The required output is every entry, printed exactly as written.

--- START ---

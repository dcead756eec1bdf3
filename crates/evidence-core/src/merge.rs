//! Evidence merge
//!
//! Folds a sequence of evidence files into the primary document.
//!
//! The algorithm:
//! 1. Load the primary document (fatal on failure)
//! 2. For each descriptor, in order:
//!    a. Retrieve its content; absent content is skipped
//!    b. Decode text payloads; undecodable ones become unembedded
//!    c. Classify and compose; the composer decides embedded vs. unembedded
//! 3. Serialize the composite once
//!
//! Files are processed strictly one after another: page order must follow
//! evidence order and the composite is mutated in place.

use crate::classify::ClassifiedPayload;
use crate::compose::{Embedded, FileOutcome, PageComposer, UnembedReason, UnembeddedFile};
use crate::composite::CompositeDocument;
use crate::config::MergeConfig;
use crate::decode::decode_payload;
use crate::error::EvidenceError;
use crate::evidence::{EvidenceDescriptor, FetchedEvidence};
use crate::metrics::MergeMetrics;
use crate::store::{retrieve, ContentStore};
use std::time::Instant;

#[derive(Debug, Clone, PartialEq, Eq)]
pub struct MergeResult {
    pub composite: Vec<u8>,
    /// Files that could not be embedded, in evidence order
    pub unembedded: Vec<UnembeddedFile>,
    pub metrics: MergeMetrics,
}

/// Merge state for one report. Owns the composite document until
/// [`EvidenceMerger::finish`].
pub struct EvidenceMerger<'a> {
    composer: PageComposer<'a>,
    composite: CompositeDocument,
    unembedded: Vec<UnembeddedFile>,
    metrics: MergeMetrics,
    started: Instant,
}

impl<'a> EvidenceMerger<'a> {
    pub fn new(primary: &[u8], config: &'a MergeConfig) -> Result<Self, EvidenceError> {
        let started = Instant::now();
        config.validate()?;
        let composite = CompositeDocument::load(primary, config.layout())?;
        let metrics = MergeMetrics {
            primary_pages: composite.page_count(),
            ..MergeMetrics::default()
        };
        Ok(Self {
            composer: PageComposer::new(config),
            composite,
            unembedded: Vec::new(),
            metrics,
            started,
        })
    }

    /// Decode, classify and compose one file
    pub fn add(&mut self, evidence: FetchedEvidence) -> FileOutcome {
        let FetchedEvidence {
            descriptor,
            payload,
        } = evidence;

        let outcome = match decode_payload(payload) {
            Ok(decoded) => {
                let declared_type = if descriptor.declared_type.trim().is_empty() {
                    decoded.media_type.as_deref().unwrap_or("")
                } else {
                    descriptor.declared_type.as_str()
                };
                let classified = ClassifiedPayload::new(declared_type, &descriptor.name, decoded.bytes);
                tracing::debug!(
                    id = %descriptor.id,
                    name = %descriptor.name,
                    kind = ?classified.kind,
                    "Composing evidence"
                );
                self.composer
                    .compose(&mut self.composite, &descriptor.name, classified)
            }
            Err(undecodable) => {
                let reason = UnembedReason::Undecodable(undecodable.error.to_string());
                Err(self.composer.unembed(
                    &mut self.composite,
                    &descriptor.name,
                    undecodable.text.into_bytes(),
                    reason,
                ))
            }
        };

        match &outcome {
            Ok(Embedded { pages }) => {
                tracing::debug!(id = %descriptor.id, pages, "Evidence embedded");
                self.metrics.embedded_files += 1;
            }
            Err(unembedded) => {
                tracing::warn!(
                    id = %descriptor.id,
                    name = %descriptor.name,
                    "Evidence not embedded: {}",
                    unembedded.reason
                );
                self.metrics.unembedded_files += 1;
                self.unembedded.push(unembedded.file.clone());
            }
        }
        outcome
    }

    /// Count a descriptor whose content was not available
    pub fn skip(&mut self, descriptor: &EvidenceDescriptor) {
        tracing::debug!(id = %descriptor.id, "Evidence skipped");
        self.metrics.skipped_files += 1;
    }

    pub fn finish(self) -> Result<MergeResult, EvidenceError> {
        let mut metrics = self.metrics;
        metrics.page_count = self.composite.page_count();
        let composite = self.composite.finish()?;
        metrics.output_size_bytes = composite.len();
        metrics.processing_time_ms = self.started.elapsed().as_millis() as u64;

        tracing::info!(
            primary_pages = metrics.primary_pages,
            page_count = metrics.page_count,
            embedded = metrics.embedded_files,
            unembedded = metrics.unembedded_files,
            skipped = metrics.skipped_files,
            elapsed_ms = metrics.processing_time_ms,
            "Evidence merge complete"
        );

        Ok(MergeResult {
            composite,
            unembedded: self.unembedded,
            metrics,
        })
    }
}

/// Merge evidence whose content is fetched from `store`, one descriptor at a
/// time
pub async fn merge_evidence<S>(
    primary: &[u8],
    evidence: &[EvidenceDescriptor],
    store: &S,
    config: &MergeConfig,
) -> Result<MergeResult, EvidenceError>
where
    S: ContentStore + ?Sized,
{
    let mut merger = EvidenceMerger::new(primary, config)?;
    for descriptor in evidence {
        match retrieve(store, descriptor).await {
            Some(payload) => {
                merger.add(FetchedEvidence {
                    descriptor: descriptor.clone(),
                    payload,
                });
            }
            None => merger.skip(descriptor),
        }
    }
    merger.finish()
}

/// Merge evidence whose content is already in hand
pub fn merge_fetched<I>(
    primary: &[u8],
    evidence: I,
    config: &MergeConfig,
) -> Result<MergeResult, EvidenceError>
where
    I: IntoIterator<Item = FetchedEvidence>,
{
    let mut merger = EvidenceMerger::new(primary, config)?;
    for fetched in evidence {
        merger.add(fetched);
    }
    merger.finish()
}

--- END ---

§ **Completed exercise**:
repository dcead756eec1bdf3
filename crates/evidence-core/src/merge.rs
//! Evidence merge
//!
//! Folds a sequence of evidence files into the primary document.
//!
//! The algorithm:
//! 1. Load the primary document (fatal on failure)
//! 2. For each descriptor, in order:
//!    a. Retrieve its content; absent content is skipped
//!    b. Decode text payloads; undecodable ones become unembedded
//!    c. Classify and compose; the composer decides embedded vs. unembedded
//! 3. Serialize the composite once
//!
//! Files are processed strictly one after another: page order must follow
//! evidence order and the composite is mutated in place.

use crate::classify::ClassifiedPayload;
use crate::compose::{Embedded, FileOutcome, PageComposer, UnembedReason, UnembeddedFile};
use crate::composite::CompositeDocument;
use crate::config::MergeConfig;
use crate::decode::decode_payload;
use crate::error::EvidenceError;
use crate::evidence::{EvidenceDescriptor, FetchedEvidence};
use crate::metrics::MergeMetrics;
use crate::store::{retrieve, ContentStore};
use std::time::Instant;

#[derive(Debug, Clone, PartialEq, Eq)]
pub struct MergeResult {
    pub composite: Vec<u8>,
    /// Files that could not be embedded, in evidence order
    pub unembedded: Vec<UnembeddedFile>,
    pub metrics: MergeMetrics,
}

/// Merge state for one report. Owns the composite document until
/// [`EvidenceMerger::finish`].
pub struct EvidenceMerger<'a> {
    composer: PageComposer<'a>,
    composite: CompositeDocument,
    unembedded: Vec<UnembeddedFile>,
    metrics: MergeMetrics,
    started: Instant,
}

impl<'a> EvidenceMerger<'a> {
    pub fn new(primary: &[u8], config: &'a MergeConfig) -> Result<Self, EvidenceError> {
        let started = Instant::now();
        config.validate()?;
        let composite = CompositeDocument::load(primary, config.layout())?;
        let metrics = MergeMetrics {
            primary_pages: composite.page_count(),
            ..MergeMetrics::default()
        };
        Ok(Self {
            composer: PageComposer::new(config),
            composite,
            unembedded: Vec::new(),
            metrics,
            started,
        })
    }

    /// Decode, classify and compose one file
    pub fn add(&mut self, evidence: FetchedEvidence) -> FileOutcome {
        let FetchedEvidence {
            descriptor,
            payload,
        } = evidence;

        let outcome = match decode_payload(payload) {
            Ok(decoded) => {
                let declared_type = if descriptor.declared_type.trim().is_empty() {
                    decoded.media_type.as_deref().unwrap_or("")
                } else {
                    descriptor.declared_type.as_str()
                };
                let classified = ClassifiedPayload::new(declared_type, &descriptor.name, decoded.bytes);
                tracing::debug!(
                    id = %descriptor.id,
                    name = %descriptor.name,
                    kind = ?classified.kind,
                    "Composing evidence"
                );
                self.composer
                    .compose(&mut self.composite, &descriptor.name, classified)
            }
            Err(undecodable) => {
                let reason = UnembedReason::Undecodable(undecodable.error.to_string());
                Err(self.composer.unembed(
                    &mut self.composite,
                    &descriptor.name,
                    undecodable.text.into_bytes(),
                    reason,
                ))
            }
        };

        match &outcome {
            Ok(Embedded { pages }) => {
                tracing::debug!(id = %descriptor.id, pages, "Evidence embedded");
                self.metrics.embedded_files += 1;
            }
            Err(unembedded) => {
                tracing::warn!(
                    id = %descriptor.id,
                    name = %descriptor.name,
                    "Evidence not embedded: {}",
                    unembedded.reason
                );
                self.metrics.unembedded_files += 1;
                self.unembedded.push(unembedded.file.clone());
            }
        }
        outcome
    }

    /// Count a descriptor whose content was not available
    pub fn skip(&mut self, descriptor: &EvidenceDescriptor) {
        tracing::debug!(id = %descriptor.id, "Evidence skipped");
        self.metrics.skipped_files += 1;
    }

    pub fn finish(self) -> Result<MergeResult, EvidenceError> {
        let mut metrics = self.metrics;
        metrics.page_count = self.composite.page_count();
        let composite = self.composite.finish()?;
        metrics.output_size_bytes = composite.len();
        metrics.processing_time_ms = self.started.elapsed().as_millis() as u64;

        tracing::info!(
            primary_pages = metrics.primary_pages,
            page_count = metrics.page_count,
            embedded = metrics.embedded_files,
            unembedded = metrics.unembedded_files,
            skipped = metrics.skipped_files,
            elapsed_ms = metrics.processing_time_ms,
            "Evidence merge complete"
        );

        Ok(MergeResult {
            composite,
            unembedded: self.unembedded,
            metrics,
        })
    }
}

/// Merge evidence whose content is fetched from `store`, one descriptor at a
/// time
pub async fn merge_evidence<S>(
    primary: &[u8],
    evidence: &[EvidenceDescriptor],
    store: &S,
    config: &MergeConfig,
) -> Result<MergeResult, EvidenceError>
where
    S: ContentStore + ?Sized,
{
    let mut merger = EvidenceMerger::new(primary, config)?;
    for descriptor in evidence {
        match retrieve(store, descriptor).await {
            Some(payload) => {
                merger.add(FetchedEvidence {
                    descriptor: descriptor.clone(),
                    payload,
                });
            }
            None => merger.skip(descriptor),
        }
    }
    merger.finish()
}

/// Merge evidence whose content is already in hand
pub fn merge_fetched<I>(
    primary: &[u8],
    evidence: I,
    config: &MergeConfig,
) -> Result<MergeResult, EvidenceError>
where
    I: IntoIterator<Item = FetchedEvidence>,
{
    let mut merger = EvidenceMerger::new(primary, config)?;
    for fetched in evidence {
        merger.add(fetched);
    }
    merger.finish()
}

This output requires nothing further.